[[ Available data, beginning ]]

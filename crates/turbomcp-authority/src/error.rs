//! Authority Errors
//!
//! Error taxonomy for authority construction and instance discovery.
//!
//! Construction errors (`InvalidUri`, `InsecureAuthority`, the path errors) are
//! raised synchronously while an authority is configured. Discovery errors that
//! reach the caller are limited to `InvalidUserInstanceMetadata`,
//! `InvalidInstance` and `Cancelled`; every other network failure is recovered
//! inside [`crate::discovery::InstanceDiscoveryManager`].

use thiserror::Error;

use crate::authority::AuthorityType;

/// Result alias used throughout the crate
pub type Result<T> = std::result::Result<T, AuthorityError>;

/// Authority resolution errors
#[derive(Debug, Clone, Error, PartialEq, Eq)]
pub enum AuthorityError {
    /// The authority is empty, relative or not a well-formed URI
    #[error(
        "The authority (including the tenant ID) must be in a well-formed URI format: {0}"
    )]
    InvalidUri(String),

    /// The authority does not use the https scheme
    #[error("The authority must use HTTPS scheme: {0}")]
    InsecureAuthority(String),

    /// The authority has no path segment
    #[error(
        "The authority URI should have at least one segment in the path (i.e. https://<host>/<path>/...): {0}"
    )]
    InvalidAuthorityPath(String),

    /// A B2C authority with fewer than three path segments
    #[error(
        "The B2C authority URI should have at least 3 segments in the path (i.e. https://<host>/tfp/<tenant>/<policy>/...): {0}"
    )]
    B2cAuthorityUriInvalidPath(String),

    /// A dSTS authority with fewer than two path segments
    #[error(
        "The DSTS authority URI should have at least 2 segments in the path (i.e. https://<host>/dstsv2/<tenant>/...): {0}"
    )]
    DstsAuthorityUriInvalidPath(String),

    /// `AzureAdMyOrg` audience used without a tenant
    #[error("AzureAdMyOrg audience requires a tenant to be specified")]
    AzureAdMyOrgRequiresTenant,

    /// The user-supplied instance metadata is malformed or does not cover a host
    #[error("The json containing instance metadata could not be used: {0}")]
    InvalidUserInstanceMetadata(String),

    /// Instance discovery returned `invalid_instance`: the host is not a trusted authority
    #[error("Authority validation failed for {host}: {description}")]
    InvalidInstance {
        /// Host that failed validation
        host: String,
        /// Server-provided error description
        description: String,
    },

    /// The caller cancelled the discovery request
    #[error("Instance discovery for {0} was cancelled")]
    Cancelled(String),

    /// Endpoints for this authority type cannot be derived locally
    #[error("Endpoints for {0:?} authorities must be read from the OpenID configuration document")]
    UnsupportedEndpoints(AuthorityType),

    /// The discovery HTTP client could not be created
    #[error("Failed to create discovery HTTP client: {0}")]
    HttpClient(String),
}

impl AuthorityError {
    /// Stable machine-readable error code
    #[must_use]
    pub fn error_code(&self) -> &'static str {
        match self {
            Self::InvalidUri(_) => "invalid_authority_uri",
            Self::InsecureAuthority(_) => "authority_uri_insecure",
            Self::InvalidAuthorityPath(_) => "authority_uri_invalid_path",
            Self::B2cAuthorityUriInvalidPath(_) => "b2c_authority_uri_invalid_path",
            Self::DstsAuthorityUriInvalidPath(_) => "dsts_authority_uri_invalid_path",
            Self::AzureAdMyOrgRequiresTenant => "azure_ad_my_org_requires_tenant",
            Self::InvalidUserInstanceMetadata(_) => "invalid-custom-instance-metadata",
            Self::InvalidInstance { .. } => "invalid_instance",
            Self::Cancelled(_) => "operation_cancelled",
            Self::UnsupportedEndpoints(_) => "unsupported_authority_endpoints",
            Self::HttpClient(_) => "http_client_error",
        }
    }

    /// Whether this error was raised while parsing the authority URI
    #[must_use]
    pub fn is_configuration_error(&self) -> bool {
        matches!(
            self,
            Self::InvalidUri(_)
                | Self::InsecureAuthority(_)
                | Self::InvalidAuthorityPath(_)
                | Self::B2cAuthorityUriInvalidPath(_)
                | Self::DstsAuthorityUriInvalidPath(_)
                | Self::AzureAdMyOrgRequiresTenant
                | Self::InvalidUserInstanceMetadata(_)
        )
    }
}

#[cfg(test)]
mod tests {
    use super::*;

    #[test]
    fn test_error_codes() {
        let err = AuthorityError::InvalidInstance {
            host: "example.com".to_string(),
            description: "not trusted".to_string(),
        };
        assert_eq!(err.error_code(), "invalid_instance");
        assert!(!err.is_configuration_error());

        let err = AuthorityError::InvalidUserInstanceMetadata("empty".to_string());
        assert_eq!(err.error_code(), "invalid-custom-instance-metadata");
        assert!(err.is_configuration_error());
    }

    #[test]
    fn test_error_display() {
        let err = AuthorityError::B2cAuthorityUriInvalidPath("https://x/tfp/a/".to_string());
        assert!(err.to_string().contains("at least 3 segments"));

        let err = AuthorityError::Cancelled("login.microsoftonline.com".to_string());
        assert!(err.to_string().contains("cancelled"));
    }
}
//! # TurboMCP Authority - Authority Resolution and Instance Discovery
//!
//! Turns the authority URI an application is configured with into a validated,
//! canonical authority and the set of host aliases that identify the same
//! identity provider. Token requests use the preferred network alias; token
//! cache keys use the preferred cache alias.
//!
//! ## Key Features
//!
//! - **Authority classification** - AAD, B2C, ADFS, dSTS and generic OIDC issuers
//! - **Canonicalization** - one stable `https://{host}/{tenant}/` form per authority
//! - **Instance discovery** - user metadata, shared cache, known clouds, network
//! - **Authority validation** - `invalid_instance` rejections surface as errors
//! - **Graceful degradation** - any other discovery failure falls back to the
//!   configured host
//!
//! ## Architecture
//!
//! - [`authority`] - `AuthorityInfo`, `AuthorityType`, endpoint construction
//! - [`discovery`] - metadata providers and `InstanceDiscoveryManager`
//! - [`manager`] - `AuthorityManager`, the per-authority façade
//! - [`config`] - serializable settings and the discovery HTTP settings
//! - [`http_client`] - HTTP transport seam for network discovery
//! - [`context`] - correlation id and cancellation for one request
//!
//! ## Quick Start
//!
//! ```rust,no_run
//! use turbomcp_authority::{AuthorityConfig, RequestContext};
//! use turbomcp_authority::discovery::NetworkCacheMetadataProvider;
//!
//! # async fn example() -> Result<(), Box<dyn std::error::Error>> {
//! // One cache per process, shared by every authority
//! let cache = NetworkCacheMetadataProvider::new();
//!
//! let manager = AuthorityConfig::new("https://login.windows.net/contoso.onmicrosoft.com")
//!     .build(cache)?;
//!
//! let ctx = RequestContext::new();
//! manager.run_instance_discovery_and_validation(&ctx).await?;
//!
//! let endpoints = manager.endpoints(&ctx).await?;
//! println!("token endpoint: {}", endpoints.token_endpoint);
//! # Ok(())
//! # }
//! ```

pub mod authority;
pub mod config;
pub mod context;
pub mod discovery;
pub mod error;
pub mod http_client;
pub mod manager;

#[doc(inline)]
pub use authority::{
    AadAuthorityAudience, AuthorityEndpoints, AuthorityInfo, AuthorityType, AzureCloudInstance,
    DEFAULT_AUTHORITY, canonicalize_authority_uri,
};

#[doc(inline)]
pub use config::{AuthorityConfig, DiscoveryClientConfig};

#[doc(inline)]
pub use context::RequestContext;

#[doc(inline)]
pub use discovery::{
    InstanceDiscoveryManager, InstanceDiscoveryMetadataEntry, NetworkCacheMetadataProvider,
};

#[doc(inline)]
pub use error::{AuthorityError, Result};

#[doc(inline)]
pub use manager::AuthorityManager;
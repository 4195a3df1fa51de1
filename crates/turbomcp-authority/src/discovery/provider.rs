//! Metadata provider contracts

use std::fmt;
use std::sync::Arc;

use async_trait::async_trait;

use super::network::NetworkDiscoveryError;
use super::types::{InstanceDiscoveryMetadataEntry, InstanceDiscoveryResponse};
use crate::authority::AuthorityInfo;
use crate::context::RequestContext;
use crate::error::Result;

/// Local source of instance metadata (user document, cache, static table)
///
/// Lookups are synchronous and never touch the network. `Ok(None)` means "no
/// answer" and lets the next provider try; an `Err` aborts the whole chain.
pub trait MetadataProvider: Send + Sync + fmt::Debug {
    /// Provider name for logs
    fn name(&self) -> &'static str;

    /// Look up the entry for `host`
    ///
    /// `known_environment_aliases` are other hosts the caller already associates
    /// with this authority; providers may ignore them.
    ///
    /// # Errors
    ///
    /// Returns an error only when the provider asserts the lookup must fail.
    fn try_get_entry(
        &self,
        host: &str,
        known_environment_aliases: &[String],
    ) -> Result<Option<Arc<InstanceDiscoveryMetadataEntry>>>;
}

/// Live instance discovery source
///
/// The only provider that suspends, and the only one that can report
/// [`NetworkDiscoveryError::InvalidInstance`].
#[async_trait]
pub trait NetworkMetadataSource: Send + Sync + fmt::Debug {
    /// Ask the discovery endpoint about `authority`
    ///
    /// # Errors
    ///
    /// Returns [`NetworkDiscoveryError`] on any failure; the caller decides
    /// which failures are fatal.
    async fn fetch_metadata(
        &self,
        authority: &AuthorityInfo,
        ctx: &RequestContext,
    ) -> std::result::Result<InstanceDiscoveryResponse, NetworkDiscoveryError>;
}
//! Pagination
//!
//! Aggregate and snapshot listings page by offset. Event listings page by
//! sequence number, so appends between requests do not shift a page.
//! Cursors are opaque to callers; they only ever echo back `next_cursor`.

use serde::Serialize;

use crate::error::{StoreError, StoreResult};

/// One page of results
#[derive(Debug, Clone, PartialEq, Serialize)]
#[serde(rename_all = "camelCase")]
pub struct Page<T> {
    pub items: Vec<T>,
    pub next_cursor: Option<String>,
}

/// Decode an offset cursor; absent means the first page
pub fn decode_offset(cursor: Option<&str>) -> StoreResult<usize> {
    match cursor.map(str::trim) {
        None | Some("") => Ok(0),
        Some(raw) => raw
            .parse()
            .map_err(|_| StoreError::Validation(format!("invalid cursor: {}", raw))),
    }
}

/// Decode a sequence cursor: the last sequence number already returned
pub fn decode_sequence(cursor: Option<&str>) -> StoreResult<Option<u64>> {
    match cursor.map(str::trim) {
        None | Some("") => Ok(None),
        Some(raw) => raw
            .parse()
            .map(Some)
            .map_err(|_| StoreError::Validation(format!("invalid cursor: {}", raw))),
    }
}

/// Slice one page out of an already ordered collection
pub fn paginate<T>(items: Vec<T>, offset: usize, take: usize) -> Page<T> {
    let total = items.len();
    let items: Vec<T> = items.into_iter().skip(offset).take(take).collect();
    let end = offset.saturating_add(items.len());
    let next_cursor = (end < total).then(|| end.to_string());
    Page { items, next_cursor }
}

#[cfg(test)]
mod tests {
    use super::*;

    #[test]
    fn test_paginate_walks_all_items() {
        let items: Vec<u32> = (1..=5).collect();

        let first = paginate(items.clone(), 0, 2);
        assert_eq!(first.items, vec![1, 2]);
        assert_eq!(first.next_cursor.as_deref(), Some("2"));

        let offset = decode_offset(first.next_cursor.as_deref()).unwrap();
        let second = paginate(items.clone(), offset, 2);
        assert_eq!(second.items, vec![3, 4]);

        let last = paginate(items, 4, 2);
        assert_eq!(last.items, vec![5]);
        assert!(last.next_cursor.is_none());
    }

    #[test]
    fn test_offset_past_end_is_empty() {
        let page = paginate(vec![1, 2], 10, 5);
        assert!(page.items.is_empty());
        assert!(page.next_cursor.is_none());
    }

    #[test]
    fn test_decode_offset() {
        assert_eq!(decode_offset(None).unwrap(), 0);
        assert_eq!(decode_offset(Some(" ")).unwrap(), 0);
        assert_eq!(decode_offset(Some("7")).unwrap(), 7);
        assert!(matches!(
            decode_offset(Some("abc")),
            Err(StoreError::Validation(_))
        ));
    }

    #[test]
    fn test_decode_sequence() {
        assert_eq!(decode_sequence(None).unwrap(), None);
        assert_eq!(decode_sequence(Some("")).unwrap(), None);
        assert_eq!(decode_sequence(Some("42")).unwrap(), Some(42));
        assert!(matches!(
            decode_sequence(Some("-1")),
            Err(StoreError::Validation(_))
        ));
    }
}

[[ Available data, end ]]

From the first line above through the line that contains "json containing instance", quote each line exactly. Output nothing more.

filename crates/turbomcp-authority/src/error.rs
//! Authority Errors
//!
//! Error taxonomy for authority construction and instance discovery.
//!
//! Construction errors (`InvalidUri`, `InsecureAuthority`, the path errors) are
//! raised synchronously while an authority is configured. Discovery errors that
//! reach the caller are limited to `InvalidUserInstanceMetadata`,
//! `InvalidInstance` and `Cancelled`; every other network failure is recovered
//! inside [`crate::discovery::InstanceDiscoveryManager`].

use thiserror::Error;

use crate::authority::AuthorityType;

/// Result alias used throughout the crate
pub type Result<T> = std::result::Result<T, AuthorityError>;

/// Authority resolution errors
#[derive(Debug, Clone, Error, PartialEq, Eq)]
pub enum AuthorityError {
    /// The authority is empty, relative or not a well-formed URI
    #[error(
        "The authority (including the tenant ID) must be in a well-formed URI format: {0}"
    )]
    InvalidUri(String),

    /// The authority does not use the https scheme
    #[error("The authority must use HTTPS scheme: {0}")]
    InsecureAuthority(String),

    /// The authority has no path segment
    #[error(
        "The authority URI should have at least one segment in the path (i.e. https://<host>/<path>/...): {0}"
    )]
    InvalidAuthorityPath(String),

    /// A B2C authority with fewer than three path segments
    #[error(
        "The B2C authority URI should have at least 3 segments in the path (i.e. https://<host>/tfp/<tenant>/<policy>/...): {0}"
    )]
    B2cAuthorityUriInvalidPath(String),

    /// A dSTS authority with fewer than two path segments
    #[error(
        "The DSTS authority URI should have at least 2 segments in the path (i.e. https://<host>/dstsv2/<tenant>/...): {0}"
    )]
    DstsAuthorityUriInvalidPath(String),

    /// `AzureAdMyOrg` audience used without a tenant
    #[error("AzureAdMyOrg audience requires a tenant to be specified")]
    AzureAdMyOrgRequiresTenant,

    /// The user-supplied instance metadata is malformed or does not cover a host
    #[error("The json containing instance metadata could not be used: {0}")]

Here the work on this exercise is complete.